## Problem to solve
Your result will be the set of lines with "else", copied from the material below.

----------

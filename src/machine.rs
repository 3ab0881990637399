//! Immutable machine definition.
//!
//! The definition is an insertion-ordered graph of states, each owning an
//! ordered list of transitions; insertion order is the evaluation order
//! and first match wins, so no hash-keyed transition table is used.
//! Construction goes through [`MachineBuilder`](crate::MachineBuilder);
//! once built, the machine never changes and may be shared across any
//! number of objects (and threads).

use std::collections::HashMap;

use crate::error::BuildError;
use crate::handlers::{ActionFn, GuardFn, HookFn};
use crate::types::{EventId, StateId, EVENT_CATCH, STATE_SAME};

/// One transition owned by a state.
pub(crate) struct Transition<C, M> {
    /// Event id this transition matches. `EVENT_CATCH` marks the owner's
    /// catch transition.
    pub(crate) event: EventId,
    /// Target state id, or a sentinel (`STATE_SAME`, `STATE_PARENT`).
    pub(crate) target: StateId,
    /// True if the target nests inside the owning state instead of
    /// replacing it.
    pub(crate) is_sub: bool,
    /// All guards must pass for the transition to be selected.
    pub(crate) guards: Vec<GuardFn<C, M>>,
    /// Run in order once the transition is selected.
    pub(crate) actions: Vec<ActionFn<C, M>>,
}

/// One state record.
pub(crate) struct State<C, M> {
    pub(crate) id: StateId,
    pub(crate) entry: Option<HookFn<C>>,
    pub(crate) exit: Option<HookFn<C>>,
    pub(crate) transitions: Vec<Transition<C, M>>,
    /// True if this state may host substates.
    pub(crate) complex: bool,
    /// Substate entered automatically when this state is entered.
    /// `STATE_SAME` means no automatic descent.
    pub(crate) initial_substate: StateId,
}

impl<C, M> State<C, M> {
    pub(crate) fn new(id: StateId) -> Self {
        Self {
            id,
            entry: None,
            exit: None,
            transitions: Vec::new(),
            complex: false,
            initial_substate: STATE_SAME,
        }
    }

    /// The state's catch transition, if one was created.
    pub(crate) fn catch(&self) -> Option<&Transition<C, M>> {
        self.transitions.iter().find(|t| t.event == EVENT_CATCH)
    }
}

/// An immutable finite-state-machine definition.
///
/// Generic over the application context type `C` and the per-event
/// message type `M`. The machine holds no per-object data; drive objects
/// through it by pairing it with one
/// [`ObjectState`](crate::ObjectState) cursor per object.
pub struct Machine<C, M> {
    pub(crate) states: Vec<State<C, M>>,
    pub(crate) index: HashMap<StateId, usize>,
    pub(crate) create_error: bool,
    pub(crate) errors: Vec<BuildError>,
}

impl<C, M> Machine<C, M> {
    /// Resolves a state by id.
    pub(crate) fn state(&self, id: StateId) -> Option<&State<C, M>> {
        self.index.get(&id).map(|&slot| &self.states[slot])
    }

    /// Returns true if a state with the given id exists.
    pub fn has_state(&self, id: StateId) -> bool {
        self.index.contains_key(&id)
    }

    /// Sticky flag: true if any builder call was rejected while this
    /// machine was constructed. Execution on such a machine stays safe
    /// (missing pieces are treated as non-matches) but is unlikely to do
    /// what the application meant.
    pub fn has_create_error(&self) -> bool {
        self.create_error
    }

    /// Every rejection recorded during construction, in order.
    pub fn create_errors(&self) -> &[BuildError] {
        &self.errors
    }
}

----------

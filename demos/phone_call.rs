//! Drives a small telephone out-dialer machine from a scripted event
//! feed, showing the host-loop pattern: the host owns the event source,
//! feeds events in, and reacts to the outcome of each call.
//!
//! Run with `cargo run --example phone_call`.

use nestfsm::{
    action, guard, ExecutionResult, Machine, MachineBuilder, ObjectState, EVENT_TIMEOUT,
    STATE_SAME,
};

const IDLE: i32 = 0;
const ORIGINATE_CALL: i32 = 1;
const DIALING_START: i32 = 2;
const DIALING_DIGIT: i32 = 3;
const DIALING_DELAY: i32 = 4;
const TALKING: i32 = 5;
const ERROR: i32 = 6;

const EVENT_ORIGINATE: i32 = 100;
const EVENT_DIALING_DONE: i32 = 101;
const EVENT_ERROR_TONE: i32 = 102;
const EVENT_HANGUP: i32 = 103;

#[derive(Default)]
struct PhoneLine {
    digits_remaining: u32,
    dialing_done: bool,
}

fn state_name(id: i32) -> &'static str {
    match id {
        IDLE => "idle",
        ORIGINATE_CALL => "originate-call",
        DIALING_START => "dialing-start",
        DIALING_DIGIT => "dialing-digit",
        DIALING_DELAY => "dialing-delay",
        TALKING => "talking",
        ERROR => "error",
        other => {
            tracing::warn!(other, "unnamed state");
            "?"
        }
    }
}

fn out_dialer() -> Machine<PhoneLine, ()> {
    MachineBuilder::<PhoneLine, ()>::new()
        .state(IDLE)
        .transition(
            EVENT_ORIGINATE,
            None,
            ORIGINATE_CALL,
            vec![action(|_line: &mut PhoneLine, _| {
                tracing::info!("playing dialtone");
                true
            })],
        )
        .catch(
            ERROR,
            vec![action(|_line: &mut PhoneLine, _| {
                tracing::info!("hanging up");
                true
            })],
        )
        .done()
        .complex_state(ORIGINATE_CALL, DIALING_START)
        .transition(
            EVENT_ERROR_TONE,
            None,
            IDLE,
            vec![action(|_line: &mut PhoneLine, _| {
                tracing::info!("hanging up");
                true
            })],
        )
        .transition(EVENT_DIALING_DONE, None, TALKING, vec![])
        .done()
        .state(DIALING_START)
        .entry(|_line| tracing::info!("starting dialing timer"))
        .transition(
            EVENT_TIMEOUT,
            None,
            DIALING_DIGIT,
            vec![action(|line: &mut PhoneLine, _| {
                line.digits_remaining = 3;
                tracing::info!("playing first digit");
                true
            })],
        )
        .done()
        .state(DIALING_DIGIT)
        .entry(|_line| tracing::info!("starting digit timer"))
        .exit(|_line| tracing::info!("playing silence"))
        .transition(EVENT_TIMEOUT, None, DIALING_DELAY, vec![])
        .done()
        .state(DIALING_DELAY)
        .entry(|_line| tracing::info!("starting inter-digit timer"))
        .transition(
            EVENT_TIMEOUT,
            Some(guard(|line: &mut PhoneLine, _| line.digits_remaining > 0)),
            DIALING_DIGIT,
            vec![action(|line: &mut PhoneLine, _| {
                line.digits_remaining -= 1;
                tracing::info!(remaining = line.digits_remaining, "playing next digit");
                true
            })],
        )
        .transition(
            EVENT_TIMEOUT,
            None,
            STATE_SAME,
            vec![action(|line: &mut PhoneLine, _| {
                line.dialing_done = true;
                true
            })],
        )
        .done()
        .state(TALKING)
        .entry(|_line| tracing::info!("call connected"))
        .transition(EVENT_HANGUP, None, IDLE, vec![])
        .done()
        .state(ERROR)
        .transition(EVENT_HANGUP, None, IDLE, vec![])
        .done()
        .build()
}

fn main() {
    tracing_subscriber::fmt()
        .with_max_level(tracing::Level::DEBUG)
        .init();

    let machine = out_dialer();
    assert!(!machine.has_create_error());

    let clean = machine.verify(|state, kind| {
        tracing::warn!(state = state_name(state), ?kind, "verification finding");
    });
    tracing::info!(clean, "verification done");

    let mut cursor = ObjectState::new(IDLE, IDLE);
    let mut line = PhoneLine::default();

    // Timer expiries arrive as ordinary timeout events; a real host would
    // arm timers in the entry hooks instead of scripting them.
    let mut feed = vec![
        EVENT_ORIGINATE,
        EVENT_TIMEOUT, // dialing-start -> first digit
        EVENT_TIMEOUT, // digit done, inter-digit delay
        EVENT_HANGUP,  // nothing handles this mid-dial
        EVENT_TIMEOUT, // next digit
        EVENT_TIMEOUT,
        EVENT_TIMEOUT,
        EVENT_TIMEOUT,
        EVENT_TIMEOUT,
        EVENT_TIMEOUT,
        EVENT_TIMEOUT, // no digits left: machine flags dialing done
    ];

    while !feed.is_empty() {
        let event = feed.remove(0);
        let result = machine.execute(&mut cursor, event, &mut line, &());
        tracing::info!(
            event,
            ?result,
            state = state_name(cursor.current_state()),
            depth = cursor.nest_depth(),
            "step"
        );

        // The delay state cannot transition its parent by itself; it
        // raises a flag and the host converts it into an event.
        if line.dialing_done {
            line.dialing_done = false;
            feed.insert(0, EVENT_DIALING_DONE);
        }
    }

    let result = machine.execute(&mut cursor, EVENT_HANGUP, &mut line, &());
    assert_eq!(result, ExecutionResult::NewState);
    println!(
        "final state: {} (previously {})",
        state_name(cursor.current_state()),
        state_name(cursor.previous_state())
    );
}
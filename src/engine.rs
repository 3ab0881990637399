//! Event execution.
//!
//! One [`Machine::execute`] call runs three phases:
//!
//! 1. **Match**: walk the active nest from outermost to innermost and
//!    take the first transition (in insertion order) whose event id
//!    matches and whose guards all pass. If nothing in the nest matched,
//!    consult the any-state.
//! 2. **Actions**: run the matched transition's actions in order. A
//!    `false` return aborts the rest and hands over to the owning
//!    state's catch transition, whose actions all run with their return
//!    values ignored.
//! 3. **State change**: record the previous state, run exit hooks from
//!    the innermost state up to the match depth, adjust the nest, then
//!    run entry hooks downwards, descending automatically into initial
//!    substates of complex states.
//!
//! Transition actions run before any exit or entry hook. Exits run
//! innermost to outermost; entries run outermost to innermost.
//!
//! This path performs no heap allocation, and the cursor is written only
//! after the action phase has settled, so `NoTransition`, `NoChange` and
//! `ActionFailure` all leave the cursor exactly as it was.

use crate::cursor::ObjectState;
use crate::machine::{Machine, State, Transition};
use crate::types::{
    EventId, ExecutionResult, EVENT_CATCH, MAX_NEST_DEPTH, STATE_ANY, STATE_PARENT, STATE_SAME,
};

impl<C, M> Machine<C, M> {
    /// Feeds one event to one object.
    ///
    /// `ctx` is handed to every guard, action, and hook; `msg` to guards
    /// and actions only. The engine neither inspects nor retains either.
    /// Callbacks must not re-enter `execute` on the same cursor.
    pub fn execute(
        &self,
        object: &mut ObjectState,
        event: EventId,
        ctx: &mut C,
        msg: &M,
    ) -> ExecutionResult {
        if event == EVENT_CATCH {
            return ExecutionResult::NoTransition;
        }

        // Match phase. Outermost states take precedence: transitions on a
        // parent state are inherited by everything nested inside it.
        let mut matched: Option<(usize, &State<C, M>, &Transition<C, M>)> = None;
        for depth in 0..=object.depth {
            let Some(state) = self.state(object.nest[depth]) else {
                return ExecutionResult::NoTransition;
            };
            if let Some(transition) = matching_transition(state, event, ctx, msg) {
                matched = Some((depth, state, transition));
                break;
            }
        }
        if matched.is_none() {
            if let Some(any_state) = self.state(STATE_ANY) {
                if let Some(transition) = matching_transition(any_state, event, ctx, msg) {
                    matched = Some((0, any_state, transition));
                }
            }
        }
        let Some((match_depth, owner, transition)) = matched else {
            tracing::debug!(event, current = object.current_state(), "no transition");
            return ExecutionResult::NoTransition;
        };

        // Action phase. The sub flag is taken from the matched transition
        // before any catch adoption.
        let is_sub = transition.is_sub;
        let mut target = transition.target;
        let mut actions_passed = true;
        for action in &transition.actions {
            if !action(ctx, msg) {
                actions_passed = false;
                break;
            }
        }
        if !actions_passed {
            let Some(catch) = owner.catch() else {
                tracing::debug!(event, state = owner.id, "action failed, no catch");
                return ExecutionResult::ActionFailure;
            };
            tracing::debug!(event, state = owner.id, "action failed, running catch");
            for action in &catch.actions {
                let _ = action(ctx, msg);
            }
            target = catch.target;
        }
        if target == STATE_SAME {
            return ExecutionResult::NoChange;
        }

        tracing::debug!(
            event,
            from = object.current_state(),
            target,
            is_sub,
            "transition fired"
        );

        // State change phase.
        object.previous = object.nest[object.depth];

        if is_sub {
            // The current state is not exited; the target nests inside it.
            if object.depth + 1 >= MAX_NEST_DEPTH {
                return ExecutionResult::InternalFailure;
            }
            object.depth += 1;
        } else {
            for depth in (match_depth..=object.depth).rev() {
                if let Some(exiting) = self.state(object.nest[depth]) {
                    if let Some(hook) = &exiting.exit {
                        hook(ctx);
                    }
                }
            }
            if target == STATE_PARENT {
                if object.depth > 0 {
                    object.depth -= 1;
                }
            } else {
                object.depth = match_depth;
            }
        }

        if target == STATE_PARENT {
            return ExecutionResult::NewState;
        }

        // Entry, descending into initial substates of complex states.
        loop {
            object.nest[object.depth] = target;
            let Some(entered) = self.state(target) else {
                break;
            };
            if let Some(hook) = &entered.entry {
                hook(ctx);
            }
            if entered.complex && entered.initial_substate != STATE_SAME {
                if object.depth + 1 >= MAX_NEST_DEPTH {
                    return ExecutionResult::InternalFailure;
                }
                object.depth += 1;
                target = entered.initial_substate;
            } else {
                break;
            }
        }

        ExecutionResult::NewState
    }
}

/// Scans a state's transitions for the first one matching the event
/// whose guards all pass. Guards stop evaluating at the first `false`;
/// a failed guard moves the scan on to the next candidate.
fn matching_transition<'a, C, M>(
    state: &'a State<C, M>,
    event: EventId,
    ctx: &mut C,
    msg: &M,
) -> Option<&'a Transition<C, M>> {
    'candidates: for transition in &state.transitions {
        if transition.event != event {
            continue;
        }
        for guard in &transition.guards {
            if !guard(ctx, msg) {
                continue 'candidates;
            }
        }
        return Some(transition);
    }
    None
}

----------

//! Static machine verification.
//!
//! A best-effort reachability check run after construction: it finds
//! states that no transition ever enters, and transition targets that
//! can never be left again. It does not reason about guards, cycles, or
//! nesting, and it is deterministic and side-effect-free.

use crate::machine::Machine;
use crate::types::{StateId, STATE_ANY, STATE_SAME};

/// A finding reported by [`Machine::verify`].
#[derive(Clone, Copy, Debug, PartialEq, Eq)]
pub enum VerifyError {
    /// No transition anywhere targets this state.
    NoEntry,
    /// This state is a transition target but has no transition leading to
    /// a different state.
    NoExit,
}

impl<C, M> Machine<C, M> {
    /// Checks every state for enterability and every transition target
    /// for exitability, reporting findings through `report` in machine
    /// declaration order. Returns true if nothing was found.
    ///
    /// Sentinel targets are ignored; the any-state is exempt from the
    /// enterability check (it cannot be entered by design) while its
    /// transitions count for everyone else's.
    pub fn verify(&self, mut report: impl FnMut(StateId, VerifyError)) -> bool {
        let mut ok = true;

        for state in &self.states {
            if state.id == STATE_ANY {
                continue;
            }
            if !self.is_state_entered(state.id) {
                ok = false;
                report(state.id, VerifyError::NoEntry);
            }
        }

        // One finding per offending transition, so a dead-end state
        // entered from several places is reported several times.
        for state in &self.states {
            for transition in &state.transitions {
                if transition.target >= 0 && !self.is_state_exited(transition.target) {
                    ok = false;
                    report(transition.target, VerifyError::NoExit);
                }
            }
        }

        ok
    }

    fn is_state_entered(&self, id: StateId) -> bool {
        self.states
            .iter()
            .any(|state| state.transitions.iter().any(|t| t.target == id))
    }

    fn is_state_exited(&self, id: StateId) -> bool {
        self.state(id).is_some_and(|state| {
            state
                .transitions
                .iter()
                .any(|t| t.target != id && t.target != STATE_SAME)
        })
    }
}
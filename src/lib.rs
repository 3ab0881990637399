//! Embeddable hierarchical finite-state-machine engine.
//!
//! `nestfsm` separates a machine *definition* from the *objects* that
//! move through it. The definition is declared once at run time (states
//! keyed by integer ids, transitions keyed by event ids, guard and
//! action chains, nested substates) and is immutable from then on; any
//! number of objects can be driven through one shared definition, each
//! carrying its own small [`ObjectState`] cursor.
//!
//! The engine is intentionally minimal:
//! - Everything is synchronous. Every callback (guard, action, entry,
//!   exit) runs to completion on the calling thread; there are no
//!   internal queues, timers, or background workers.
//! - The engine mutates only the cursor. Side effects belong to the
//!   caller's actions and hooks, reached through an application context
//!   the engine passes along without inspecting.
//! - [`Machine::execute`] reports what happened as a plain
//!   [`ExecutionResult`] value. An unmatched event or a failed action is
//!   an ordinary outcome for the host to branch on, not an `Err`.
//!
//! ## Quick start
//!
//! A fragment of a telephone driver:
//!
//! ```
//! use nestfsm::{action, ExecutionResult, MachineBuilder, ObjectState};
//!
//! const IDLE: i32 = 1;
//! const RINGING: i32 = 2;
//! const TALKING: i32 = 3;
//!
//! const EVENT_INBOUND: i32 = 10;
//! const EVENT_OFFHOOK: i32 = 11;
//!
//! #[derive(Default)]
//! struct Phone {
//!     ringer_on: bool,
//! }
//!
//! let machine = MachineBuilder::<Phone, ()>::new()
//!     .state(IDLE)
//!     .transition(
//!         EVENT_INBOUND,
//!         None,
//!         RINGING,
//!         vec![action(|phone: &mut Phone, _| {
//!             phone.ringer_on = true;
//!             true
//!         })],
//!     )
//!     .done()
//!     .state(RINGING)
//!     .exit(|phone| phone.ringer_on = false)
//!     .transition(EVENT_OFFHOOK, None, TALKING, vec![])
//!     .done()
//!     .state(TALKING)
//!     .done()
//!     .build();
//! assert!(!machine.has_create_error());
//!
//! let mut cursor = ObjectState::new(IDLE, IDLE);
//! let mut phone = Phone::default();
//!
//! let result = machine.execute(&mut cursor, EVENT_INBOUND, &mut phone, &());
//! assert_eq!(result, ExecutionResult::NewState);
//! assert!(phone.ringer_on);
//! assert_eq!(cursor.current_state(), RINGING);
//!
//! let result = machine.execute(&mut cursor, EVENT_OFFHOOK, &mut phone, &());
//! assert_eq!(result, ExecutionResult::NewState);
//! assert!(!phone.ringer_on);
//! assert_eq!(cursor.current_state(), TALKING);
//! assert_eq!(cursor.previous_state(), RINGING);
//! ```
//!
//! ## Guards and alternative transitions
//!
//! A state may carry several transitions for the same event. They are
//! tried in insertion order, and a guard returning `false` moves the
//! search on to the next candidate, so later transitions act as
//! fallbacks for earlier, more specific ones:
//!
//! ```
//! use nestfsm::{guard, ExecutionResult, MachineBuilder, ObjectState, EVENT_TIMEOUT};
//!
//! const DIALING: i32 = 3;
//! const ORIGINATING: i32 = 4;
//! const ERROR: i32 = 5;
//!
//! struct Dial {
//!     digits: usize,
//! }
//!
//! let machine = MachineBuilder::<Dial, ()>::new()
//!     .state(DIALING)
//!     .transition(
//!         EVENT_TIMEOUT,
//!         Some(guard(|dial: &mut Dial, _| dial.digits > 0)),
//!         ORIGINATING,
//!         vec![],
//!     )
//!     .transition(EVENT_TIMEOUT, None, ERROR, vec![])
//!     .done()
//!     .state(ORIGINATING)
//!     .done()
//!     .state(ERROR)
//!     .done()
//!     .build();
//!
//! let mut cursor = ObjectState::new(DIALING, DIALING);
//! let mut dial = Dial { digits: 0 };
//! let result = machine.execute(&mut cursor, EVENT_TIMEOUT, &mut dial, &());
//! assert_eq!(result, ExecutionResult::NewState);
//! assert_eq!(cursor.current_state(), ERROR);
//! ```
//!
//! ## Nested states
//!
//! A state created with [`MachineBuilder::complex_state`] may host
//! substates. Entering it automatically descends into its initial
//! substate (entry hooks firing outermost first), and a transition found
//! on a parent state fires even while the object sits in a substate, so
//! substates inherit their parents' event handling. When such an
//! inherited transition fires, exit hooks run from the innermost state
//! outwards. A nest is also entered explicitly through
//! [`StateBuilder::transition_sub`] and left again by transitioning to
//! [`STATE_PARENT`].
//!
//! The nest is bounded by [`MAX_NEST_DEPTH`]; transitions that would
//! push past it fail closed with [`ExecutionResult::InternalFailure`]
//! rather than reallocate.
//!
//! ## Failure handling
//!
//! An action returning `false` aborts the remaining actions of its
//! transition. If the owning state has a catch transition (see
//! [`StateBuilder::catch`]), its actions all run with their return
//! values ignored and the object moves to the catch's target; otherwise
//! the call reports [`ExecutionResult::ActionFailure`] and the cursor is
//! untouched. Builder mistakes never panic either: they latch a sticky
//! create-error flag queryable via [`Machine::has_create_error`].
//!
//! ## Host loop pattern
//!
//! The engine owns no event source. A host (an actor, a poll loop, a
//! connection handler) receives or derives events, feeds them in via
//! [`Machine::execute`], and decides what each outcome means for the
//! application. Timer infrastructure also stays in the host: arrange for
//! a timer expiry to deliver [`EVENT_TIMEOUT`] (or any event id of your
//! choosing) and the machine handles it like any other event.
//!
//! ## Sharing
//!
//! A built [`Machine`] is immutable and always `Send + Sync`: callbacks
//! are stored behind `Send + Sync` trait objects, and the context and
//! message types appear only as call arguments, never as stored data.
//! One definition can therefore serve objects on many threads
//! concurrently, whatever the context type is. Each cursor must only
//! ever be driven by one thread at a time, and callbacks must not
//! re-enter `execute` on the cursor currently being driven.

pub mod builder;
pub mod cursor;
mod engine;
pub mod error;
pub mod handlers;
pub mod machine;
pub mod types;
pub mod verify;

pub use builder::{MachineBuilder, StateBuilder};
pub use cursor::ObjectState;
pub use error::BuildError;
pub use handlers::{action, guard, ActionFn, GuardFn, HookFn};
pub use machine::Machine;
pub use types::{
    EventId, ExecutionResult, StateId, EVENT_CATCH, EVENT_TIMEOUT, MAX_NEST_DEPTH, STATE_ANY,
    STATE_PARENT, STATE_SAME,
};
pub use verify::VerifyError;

----------

## Written reply
            let Some(state) = self.state(object.nest[depth]) else {
        let Some((match_depth, owner, transition)) = matched else {
            let Some(catch) = owner.catch() else {
        } else {
            } else {
            let Some(entered) = self.state(target) else {
            } else {
    /// transitions count for everyone else's.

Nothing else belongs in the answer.